Männer: Die ersten beiden Jahren mit Bengt empfand Josie als schön, die folgenden sieben nicht. Auch, weil Bengt weniger Zeit für sie hat. Ich fand das bedrückend, weil Josie viel Zeit für eine Beziehung aufgewendet hat, die nur 1/7 einer Woche stattfand. Sie hätte einen Partner finden können, fühlte sich aber durch die Affäre gebunden. Ich mochte, dass das so betont wurde, weil es ein Aspekt ist, der selten behandelt wird.
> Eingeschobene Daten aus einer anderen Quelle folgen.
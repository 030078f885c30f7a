//! Capability registrar — the plugin entry point.
//!
//! Translates a [`CapabilityKind`] into the capability object(s) and the single
//! registration call the host requires. Nothing here is retried or caught:
//! a host whose API does not match aborts plugin loading.

use std::sync::Arc;

use rusty_spotify_domain::error::BridgeError;
use rusty_spotify_domain::plugin::{ACCESSORY_DISPLAY_NAME, CapabilityKind};
use rusty_spotify_domain::service::ServiceType;

use crate::capability::{CapabilityContext, PlatformBinding};
use crate::constructor::BoundConstructor;
use crate::ports::host::{Host, PluginModule};

/// Registers one capability shape with a host.
#[derive(Debug, Clone)]
pub struct Registrar {
    kind: CapabilityKind,
    display_name: String,
    default_capability: Option<ServiceType>,
}

impl Registrar {
    #[must_use]
    pub fn new(kind: CapabilityKind) -> Self {
        Self {
            kind,
            display_name: ACCESSORY_DISPLAY_NAME.to_string(),
            default_capability: None,
        }
    }

    /// Display name of the capability object built at registration time.
    #[must_use]
    pub fn with_display_name(mut self, display_name: impl Into<String>) -> Self {
        self.display_name = display_name.into();
        self
    }

    /// Build a capability of `service_type` and bind it to the platform
    /// constructor alongside the factories. Ignored by accessory kinds.
    #[must_use]
    pub fn with_default_capability(mut self, service_type: ServiceType) -> Self {
        self.default_capability = Some(service_type);
        self
    }

    /// Build the capability, bind it to `module`'s constructor and register
    /// the result with `host` (always `dynamic = true`).
    ///
    /// # Errors
    ///
    /// Returns [`BridgeError::HostApi`] when the host lacks a service or
    /// characteristic type the capability needs; nothing is registered then.
    #[tracing::instrument(skip(self, host, module), fields(kind = %self.kind))]
    pub fn register<H, M>(&self, host: &mut H, module: Arc<M>) -> Result<(), BridgeError>
    where
        H: Host + ?Sized,
        M: PluginModule + ?Sized + 'static,
    {
        tracing::info!(version = host.version(), "homebridge API version");

        let identity = self.kind.identity();
        let capabilities = CapabilityContext::new(host.hap());

        match self.kind.service_type() {
            Some(service_type) => {
                let capability = capabilities.create(service_type, &self.display_name)?;
                let constructor = BoundConstructor::bind(
                    move |capability, args| module.construct_accessory(capability, args),
                    capability,
                );
                host.register_accessory(
                    identity.plugin_name,
                    identity.type_name,
                    constructor.into_constructor(),
                    true,
                );
            }
            None => {
                let default_capability = self
                    .default_capability
                    .map(|service_type| capabilities.create(service_type, &self.display_name))
                    .transpose()?;
                let binding = PlatformBinding {
                    host: host.accessory_registry(),
                    capabilities,
                    default_capability,
                };
                let constructor = BoundConstructor::bind(
                    move |binding, args| module.construct_platform(binding, args),
                    binding,
                );
                host.register_platform(
                    identity.plugin_name,
                    identity.type_name,
                    constructor.into_constructor(),
                    true,
                );
            }
        }

        tracing::debug!(identity = %identity, "plugin registered");
        Ok(())
    }
}

/// Register `kind` with `host`, binding `module`'s constructors.
///
/// # Errors
///
/// See [`Registrar::register`].
pub fn initialize<H, M>(
    host: &mut H,
    kind: CapabilityKind,
    module: Arc<M>,
) -> Result<(), BridgeError>
where
    H: Host + ?Sized,
    M: PluginModule + ?Sized + 'static,
{
    Registrar::new(kind).register(host, module)
}
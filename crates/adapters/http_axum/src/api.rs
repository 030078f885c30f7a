//! JSON REST API handler modules.

#[allow(clippy::missing_errors_doc)]
pub mod accessories;

use axum::Router;
use axum::routing::get;

use crate::state::AppState;

/// Build the `/api` sub-router.
pub fn routes() -> Router<AppState> {
    Router::new()
        .route("/accessories", get(accessories::list))
        .route(
            "/accessories/{uuid}/{service}/{characteristic}",
            get(accessories::read).put(accessories::write),
        )
}
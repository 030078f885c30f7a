//! Partial application of plugin constructors.
//!
//! The registrar knows the leading constructor arguments (the capability
//! object, the platform binding) at registration time; the host supplies the
//! trailing ones ([`HostArgs`]) each time it instantiates.

use std::sync::Arc;

use rusty_spotify_domain::error::BridgeError;

use crate::ports::host::{Constructor, HostArgs};

type Target<B, T> = dyn Fn(B, HostArgs) -> Result<T, BridgeError> + Send + Sync;

/// A constructor with its leading argument `B` already applied.
pub struct BoundConstructor<B, T> {
    bound: B,
    target: Arc<Target<B, T>>,
}

impl<B, T> BoundConstructor<B, T>
where
    B: Clone + Send + Sync + 'static,
    T: 'static,
{
    /// Fix `bound` as the first argument of `target`.
    pub fn bind<F>(target: F, bound: B) -> Self
    where
        F: Fn(B, HostArgs) -> Result<T, BridgeError> + Send + Sync + 'static,
    {
        Self {
            bound,
            target: Arc::new(target),
        }
    }

    /// Invoke the target with the bound argument followed by `args`.
    ///
    /// # Errors
    ///
    /// Propagates the target's error.
    pub fn call(&self, args: HostArgs) -> Result<T, BridgeError> {
        (self.target)(self.bound.clone(), args)
    }

    /// Erase the bound argument, leaving the shape the host stores.
    pub fn into_constructor(self) -> Constructor<T> {
        Box::new(move |args| self.call(args))
    }
}

impl<B: Clone, T> Clone for BoundConstructor<B, T> {
    fn clone(&self) -> Self {
        Self {
            bound: self.bound.clone(),
            target: Arc::clone(&self.target),
        }
    }
}

#[cfg(test)]
mod tests {
    use super::*;
    use std::sync::Mutex;

    fn args(config: serde_json::Value) -> HostArgs {
        HostArgs::new(tracing::Span::none(), config)
    }

    #[test]
    fn should_prepend_bound_argument() {
        let ctor = BoundConstructor::bind(
            |prefix: String, args: HostArgs| Ok(format!("{prefix}:{}", args.config["name"])),
            "light".to_string(),
        );

        let built = ctor.call(args(serde_json::json!({ "name": "Kitchen" }))).unwrap();
        assert_eq!(built, "light:\"Kitchen\"");
    }

    #[test]
    fn should_pass_same_bound_value_on_every_call() {
        let seen = Arc::new(Mutex::new(Vec::new()));
        let recorder = Arc::clone(&seen);
        let ctor = BoundConstructor::bind(
            move |prefix: Arc<str>, args: HostArgs| {
                recorder.lock().unwrap().push((prefix, args.config));
                Ok(())
            },
            Arc::<str>::from("shared"),
        );

        ctor.call(args(serde_json::json!(1))).unwrap();
        ctor.call(args(serde_json::json!(2))).unwrap();

        let seen = seen.lock().unwrap();
        assert_eq!(seen.len(), 2);
        assert!(Arc::ptr_eq(&seen[0].0, &seen[1].0));
        assert_eq!(seen[0].1, serde_json::json!(1));
        assert_eq!(seen[1].1, serde_json::json!(2));
    }

    #[test]
    fn should_not_invoke_target_when_binding() {
        let calls = Arc::new(Mutex::new(0));
        let counter = Arc::clone(&calls);
        let _ctor = BoundConstructor::bind(
            move |(): (), _args: HostArgs| {
                *counter.lock().unwrap() += 1;
                Ok(())
            },
            (),
        );
        assert_eq!(*calls.lock().unwrap(), 0);
    }

    #[test]
    fn should_behave_the_same_after_erasure() {
        let ctor = BoundConstructor::bind(
            |prefix: u8, args: HostArgs| Ok(u64::from(prefix) + args.config.as_u64().unwrap_or(0)),
            40_u8,
        )
        .into_constructor();

        assert_eq!(ctor(args(serde_json::json!(2))).unwrap(), 42);
    }

    #[test]
    fn should_propagate_target_error() {
        let ctor = BoundConstructor::bind(
            |(): (), _args: HostArgs| -> Result<(), BridgeError> {
                Err(rusty_spotify_domain::error::ValidationError::EmptyName.into())
            },
            (),
        );
        assert!(matches!(
            ctor.call(args(serde_json::Value::Null)),
            Err(BridgeError::Validation(_))
        ));
    }
}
Kathie redet über ihren verstorbenen Mann wenig, es kommt mir vor, als ob sie die Beziehung verdrängt bzw. sich nicht damit auseinandersetzen will. Prägnant für Werner war, dass er immer gegen den Laden war, aber Geld beiseite geschafft hat. Und dass der Sohn auf der Seite des Vaters stand, weil seine Mutter gearbeitet hat. Die beiden scheinen nebeneinander gelebt zu haben und ich frage mich, ob Kathie sich von ihrem Großvater und dessen Traum lösen konnte. Kathie und Josie hängen an Männern, die sie nicht halten - einer will nicht, der andere kann nicht (mehr). Vielleicht fehlte beiden Frauen eine Vaterfigur, die ihnen Halt gab.
Fazit
"Wir für uns" ist ein unaufgeregter Frauen-Roman mit einer starken Botschaft. Einige Themen, besonders das Down-Syndrom, fand ich zu gewollt dargestellt, auch wenn es wichtig ist, dass das in der Belletristik stattfindet, damit "Behinderungen" normal werden. Die Autorin hat beide Frauen gut nebeneinander montiert und ich konnte mit beiden mitfühlen. Letztlich ein Roman mit ein paar prägnanten Momenten, das aber nur mäßig in Erinnerung bleibt.